TiMidity is a software synthesizer that can use GUS patches and SoundFont banks to process MIDI information into audible sounds. It is one of the two recommended methods to get MIDI playback capability on Linux systems, the other being FluidSynth.

The main reason most people use it is because you can have it as a daemon (process running in the background), so MIDI playback would be an integrated and seamless feature. It can use OSS, ALSA and JACK back-ends; we're going to focus on the latter in this guide.

[image of tuxguitar icon here]

Playback:

If you work in a JACK environment a lot, you would love to have more programs output to the server instead of some other back-end or mixer. However, TuxGuitar needs an active TiMidity++ JACK process - you will not get sound if you try to use the default ALSA TiMidity ports (normally "128:x").

[image of qjackctl alsa tab here]

You don't have to kill that one, we can start a separate process.

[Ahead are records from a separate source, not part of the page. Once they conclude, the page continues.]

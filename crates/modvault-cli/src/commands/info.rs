//! Info command implementation
//!
//! Prints the format, title, pattern count, samples and instruments of a module.

use anyhow::Result;
use colored::Colorize;
use std::path::Path;
use std::process::ExitCode;

use super::json_output::{
    error_codes, InfoOutput, InstrumentSummary, JsonError, ModuleSummary, SampleSummary,
};
use crate::input::{load_module, LoadedModule};

/// Run the info command
///
/// # Arguments
/// * `input` - Path to the module file (plain or single-entry zip)
/// * `json_output` - Whether to output machine-readable JSON
///
/// # Returns
/// Exit code: 0 success, 1 error
pub fn run(input: &str, json_output: bool) -> Result<ExitCode> {
    if json_output {
        run_json(input)
    } else {
        run_human(input)
    }
}

fn run_human(input: &str) -> Result<ExitCode> {
    println!("{} {}", "Inspecting:".cyan().bold(), input);

    let LoadedModule { input: source, module } = load_module(Path::new(input))?;
    if let Some(entry) = &source.archive_entry {
        println!("{} {}", "Archive entry:".dimmed(), entry);
    }

    let summary = ModuleSummary::from_module(&module);
    println!("  {:<12} {}", "Format:".bold(), module.format().display_name());
    println!("  {:<12} {}", "Title:".bold(), summary.title);
    println!("  {:<12} {}", "Patterns:".bold(), summary.pattern_count);

    let samples: Vec<_> = module
        .samples()
        .into_iter()
        .enumerate()
        .filter(|(_, s)| !s.is_empty() || !s.name().is_empty())
        .map(|(i, s)| SampleSummary::from_sample(i, s))
        .collect();
    println!(
        "\n{} ({} of {} in use)",
        "Samples".cyan().bold(),
        samples.len(),
        summary.sample_count
    );
    for sample in &samples {
        println!(
            "  {:>3}  {:<28} {:>8} bytes",
            sample.index + 1,
            sample.name,
            sample.length
        );
    }

    // MOD and S3M instruments mirror their samples one to one.
    if matches!(
        module,
        modvault_format::Module::FastTracker(_) | modvault_format::Module::ImpulseTracker(_)
    ) {
        println!(
            "\n{} ({})",
            "Instruments".cyan().bold(),
            summary.instrument_count
        );
        for (i, view) in module.instruments().iter().enumerate() {
            let instrument = InstrumentSummary::from_view(i, view);
            println!(
                "  {:>3}  {:<28} {} sample(s)",
                instrument.index + 1,
                instrument.name,
                instrument.samples
            );
        }
    }

    Ok(ExitCode::SUCCESS)
}

fn run_json(input: &str) -> Result<ExitCode> {
    let output = match load_module(Path::new(input)) {
        Ok(loaded) => info_output(input, &loaded),
        Err(e) => InfoOutput::failure(
            input,
            JsonError::new(classify(&e), format!("{:#}", e)).with_file(input),
        ),
    };

    println!("{}", serde_json::to_string_pretty(&output)?);
    if output.success {
        Ok(ExitCode::SUCCESS)
    } else {
        Ok(ExitCode::from(1))
    }
}

/// Build the JSON record for a decoded module.
pub fn info_output(input: &str, loaded: &LoadedModule) -> InfoOutput {
    let module = &loaded.module;
    InfoOutput {
        success: true,
        errors: Vec::new(),
        input: input.to_string(),
        archive_entry: loaded.input.archive_entry.clone(),
        module: Some(ModuleSummary::from_module(module)),
        samples: module
            .samples()
            .into_iter()
            .enumerate()
            .map(|(i, s)| SampleSummary::from_sample(i, s))
            .collect(),
        instruments: module
            .instruments()
            .iter()
            .enumerate()
            .map(|(i, v)| InstrumentSummary::from_view(i, v))
            .collect(),
    }
}

/// Pick a stable error code for a load failure.
pub(crate) fn classify(error: &anyhow::Error) -> &'static str {
    if error.downcast_ref::<modvault_format::ModuleError>().is_some() {
        error_codes::DECODE
    } else {
        error_codes::FILE_READ
    }
}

Whether you want to daemonise it is up to you and your specific Linux/GNU/BSD/Unix distribution.

In a terminal or run-command applet:

Code: Select all

timidity -iA -Oj
daemon:

Code: Select all

timidity -iAD -Oj
TiMidity can actually autodetect the back-end because when JACK is running every other server cannot be active, so you may just have to:

Code: Select all

timidity -iA
[image of updated qjackctl alsa tab]

Notice that now you have another set of ports. Start TuxGuitar and go to Tools > Settings > Sound. Under "MIDI Port" select the new port; by default it's "130:x" so if you don't have any other connection you can safely pick "130:0".